TASK INPUT:

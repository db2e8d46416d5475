//! Argument fingerprints for the memoization cache.
//!
//! A call's positional and named arguments are canonicalized into a single
//! ordered structure, serialized through the canonical encoding, and hashed.
//! The fingerprint is the first 128 bits of the SHA-256 digest, hex-encoded,
//! giving a stable 32-character Redis hash field name.

use std::collections::BTreeMap;

use serde::Serialize;
use serde_json::Value;
use sha2::{Digest, Sha256};

use crate::encoding::encode_value;
use crate::error::{Error, Result};

/// Bytes of the SHA-256 digest kept in a fingerprint.
const FINGERPRINT_BYTES: usize = 16;

/// The arguments of a single cached call.
///
/// Named arguments are held in a `BTreeMap`, so insertion order never leaks
/// into the fingerprint.
#[derive(Debug, Clone, Default, PartialEq)]
pub struct CallArgs {
    positional: Vec<Value>,
    named: BTreeMap<String, Value>,
}

impl CallArgs {
    /// Create an empty argument list.
    #[must_use]
    pub fn new() -> Self {
        Self::default()
    }

    /// Append a positional argument.
    ///
    /// # Errors
    ///
    /// Returns [`Error::Encoding`] if the value is not representable.
    pub fn arg<T: Serialize>(mut self, value: T) -> Result<Self> {
        let value = serde_json::to_value(value).map_err(|e| Error::Encoding(e.to_string()))?;
        self.positional.push(value);
        Ok(self)
    }

    /// Set a named argument.
    ///
    /// # Errors
    ///
    /// Returns [`Error::Encoding`] if the value is not representable.
    pub fn named<T: Serialize>(mut self, name: impl Into<String>, value: T) -> Result<Self> {
        let value = serde_json::to_value(value).map_err(|e| Error::Encoding(e.to_string()))?;
        self.named.insert(name.into(), value);
        Ok(self)
    }

    /// Positional arguments, in call order.
    #[must_use]
    pub fn positional(&self) -> &[Value] {
        &self.positional
    }

    /// Named arguments, sorted by name.
    #[must_use]
    pub fn named_args(&self) -> &BTreeMap<String, Value> {
        &self.named
    }

    /// The deterministic fingerprint of these arguments.
    #[must_use]
    pub fn fingerprint(&self) -> String {
        let canonical = Value::Object(
            [
                ("args".to_owned(), Value::Array(self.positional.clone())),
                (
                    "kwargs".to_owned(),
                    Value::Object(self.named.clone().into_iter().collect()),
                ),
            ]
            .into_iter()
            .collect(),
        );

        let mut hasher = Sha256::new();
        hasher.update(encode_value(&canonical).as_bytes());
        let digest = hasher.finalize();
        hex::encode(&digest[..FINGERPRINT_BYTES])
    }
}
pub mod config;
pub mod master;
pub mod pool;
pub mod scripts;
pub mod txn;

pub use config::RedisConfig;
pub use master::RedisMaster;
pub use pool::create_pool;
pub use txn::{optimistic, Staged, TxnOptions};
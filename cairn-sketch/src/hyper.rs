//! Redis-backed HyperLogLog façade.
//!
//! Thin wrapper over Redis's native HyperLogLog commands. Elements pass
//! through the canonical encoding so any encodable value can be counted.

use deadpool_redis::Pool;
use redis::AsyncCommands;
use serde::Serialize;

use cairn_core::{encode, Error, Result};
use cairn_redis::{create_pool, RedisConfig};

/// Approximate-cardinality estimator over one Redis key.
pub struct HyperLogLog {
    pool: Pool,
    key: String,
}

impl HyperLogLog {
    /// Create an estimator over an existing pool.
    #[must_use]
    pub fn new(pool: Pool, key: impl Into<String>) -> Self {
        Self {
            pool,
            key: key.into(),
        }
    }

    /// Create an estimator with its own pool from the given configuration.
    ///
    /// # Errors
    ///
    /// Returns [`Error::Connection`] if the pool cannot be created.
    pub fn connect(config: &RedisConfig, key: impl Into<String>) -> Result<Self> {
        Ok(Self::new(create_pool(config)?, key))
    }

    /// The Redis key backing this estimator.
    #[must_use]
    pub fn key(&self) -> &str {
        &self.key
    }

    /// Count an element.
    pub async fn add<T: Serialize>(&self, value: &T) -> Result<()> {
        self.add_many(std::slice::from_ref(value)).await
    }

    /// Count every element in `values`, in a single command.
    pub async fn add_many<T: Serialize>(&self, values: &[T]) -> Result<()> {
        if values.is_empty() {
            return Ok(());
        }
        let mut encoded = Vec::with_capacity(values.len());
        for value in values {
            encoded.push(encode(value)?);
        }

        let mut conn = self.conn().await?;
        let _: i64 = conn
            .pfadd(&self.key, encoded)
            .await
            .map_err(|e| Error::Backend(e.to_string()))?;
        Ok(())
    }

    /// The approximate number of distinct elements counted so far.
    pub async fn len(&self) -> Result<u64> {
        let mut conn = self.conn().await?;
        conn.pfcount(&self.key)
            .await
            .map_err(|e| Error::Backend(e.to_string()))
    }

    /// Whether nothing has been counted yet.
    pub async fn is_empty(&self) -> Result<bool> {
        Ok(self.len().await? == 0)
    }

    /// Fold another estimator's elements into this one.
    pub async fn merge(&self, other: &HyperLogLog) -> Result<()> {
        let mut conn = self.conn().await?;
        let _: () = conn
            .pfmerge(&self.key, &other.key)
            .await
            .map_err(|e| Error::Backend(e.to_string()))?;
        Ok(())
    }

    /// Merge this estimator with `others` into a new one at `key`, leaving
    /// the sources untouched.
    pub async fn union(&self, others: &[&HyperLogLog], key: impl Into<String>) -> Result<Self> {
        let union = Self::new(self.pool.clone(), key);

        let mut sources = vec![self.key.clone()];
        sources.extend(others.iter().map(|hll| hll.key.clone()));

        let mut conn = self.conn().await?;
        let _: () = conn
            .pfmerge(&union.key, sources)
            .await
            .map_err(|e| Error::Backend(e.to_string()))?;
        Ok(union)
    }

    /// Forget every counted element.
    pub async fn clear(&self) -> Result<()> {
        let mut conn = self.conn().await?;
        let _: i64 = conn
            .del(&self.key)
            .await
            .map_err(|e| Error::Backend(e.to_string()))?;
        Ok(())
    }

    async fn conn(&self) -> Result<deadpool_redis::Connection> {
        self.pool
            .get()
            .await
            .map_err(|e| Error::Connection(e.to_string()))
    }
}

#[cfg(all(test, feature = "integration"))]
mod integration_tests {
    use super::*;

    fn test_hll(suffix: &str) -> HyperLogLog {
        let url =
            std::env::var("REDIS_URL").unwrap_or_else(|_| "redis://127.0.0.1:6379".to_string());
        let key = format!("cairn-test-hll-{}-{suffix}", uuid::Uuid::new_v4());
        HyperLogLog::connect(&RedisConfig::from_url(url), key).expect("pool should build")
    }

    #[tokio::test]
    async fn counts_distinct_elements() {
        let hll = test_hll("count");

        assert!(hll.is_empty().await.unwrap());
        hll.add_many(&["rajiv", "raj", "dan", "rajiv"]).await.unwrap();
        assert_eq!(hll.len().await.unwrap(), 3);

        hll.clear().await.unwrap();
        assert!(hll.is_empty().await.unwrap());
    }

    #[tokio::test]
    async fn union_counts_across_estimators() {
        let left = test_hll("left");
        let right = test_hll("right");

        left.add_many(&[1, 2, 3]).await.unwrap();
        right.add_many(&[3, 4]).await.unwrap();

        let union_key = format!("cairn-test-hll-{}-union", uuid::Uuid::new_v4());
        let union = left.union(&[&right], union_key).await.unwrap();
        assert_eq!(union.len().await.unwrap(), 4);

        left.clear().await.unwrap();
        right.clear().await.unwrap();
        union.clear().await.unwrap();
    }
}
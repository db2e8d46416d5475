//! Probabilistic sets over Redis.
//!
//! [`BloomFilter`] answers "have I seen this element before?" with tunable
//! false positives and no false negatives; [`HyperLogLog`] estimates the
//! cardinality of a set without storing it. Neither can enumerate its
//! elements, and neither attempts exactness.

pub mod bloom;
pub mod hyper;

pub use bloom::BloomFilter;
pub use hyper::HyperLogLog;
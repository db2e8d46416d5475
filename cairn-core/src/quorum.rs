//! Quorum and validity-window arithmetic shared by the lock and the ID
//! generator. Kept as pure functions so the formulas are unit-testable
//! without any I/O.

use std::time::Duration;

/// Fixed allowance for the minimum clock step between masters.
const DRIFT_EPSILON: Duration = Duration::from_millis(2);

/// The strict majority for `n` masters.
#[must_use]
pub fn quorum(n: usize) -> usize {
    n / 2 + 1
}

/// Whether `granted` responses out of `n` masters constitute a majority.
#[must_use]
pub fn has_quorum(granted: usize, n: usize) -> bool {
    granted >= quorum(n)
}

/// Clock-drift allowance for a lease of the given length:
/// `auto_release_time * factor + 2ms`.
#[must_use]
pub fn drift(auto_release_time: Duration, clock_drift_factor: f64) -> Duration {
    auto_release_time.mul_f64(clock_drift_factor) + DRIFT_EPSILON
}

/// The portion of a lease still safely usable after accounting for the time
/// already spent and for clock drift. Saturates at zero.
#[must_use]
pub fn validity_window(
    auto_release_time: Duration,
    elapsed: Duration,
    clock_drift_factor: f64,
) -> Duration {
    auto_release_time
        .saturating_sub(elapsed)
        .saturating_sub(drift(auto_release_time, clock_drift_factor))
}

YOUR GOAL:
Among the records above, repeat exactly the line with "pub async fn is_empty(&self)", the line with "pub async fn clear(&self)", and every line in between, and only those.

TASK RESULT:
    pub async fn is_empty(&self) -> Result<bool> {
        Ok(self.len().await? == 0)
    }

    /// Fold another estimator's elements into this one.
    pub async fn merge(&self, other: &HyperLogLog) -> Result<()> {
        let mut conn = self.conn().await?;
        let _: () = conn
            .pfmerge(&self.key, &other.key)
            .await
            .map_err(|e| Error::Backend(e.to_string()))?;
        Ok(())
    }

    /// Merge this estimator with `others` into a new one at `key`, leaving
    /// the sources untouched.
    pub async fn union(&self, others: &[&HyperLogLog], key: impl Into<String>) -> Result<Self> {
        let union = Self::new(self.pool.clone(), key);

        let mut sources = vec![self.key.clone()];
        sources.extend(others.iter().map(|hll| hll.key.clone()));

        let mut conn = self.conn().await?;
        let _: () = conn
            .pfmerge(&union.key, sources)
            .await
            .map_err(|e| Error::Backend(e.to_string()))?;
        Ok(union)
    }

    /// Forget every counted element.
    pub async fn clear(&self) -> Result<()> {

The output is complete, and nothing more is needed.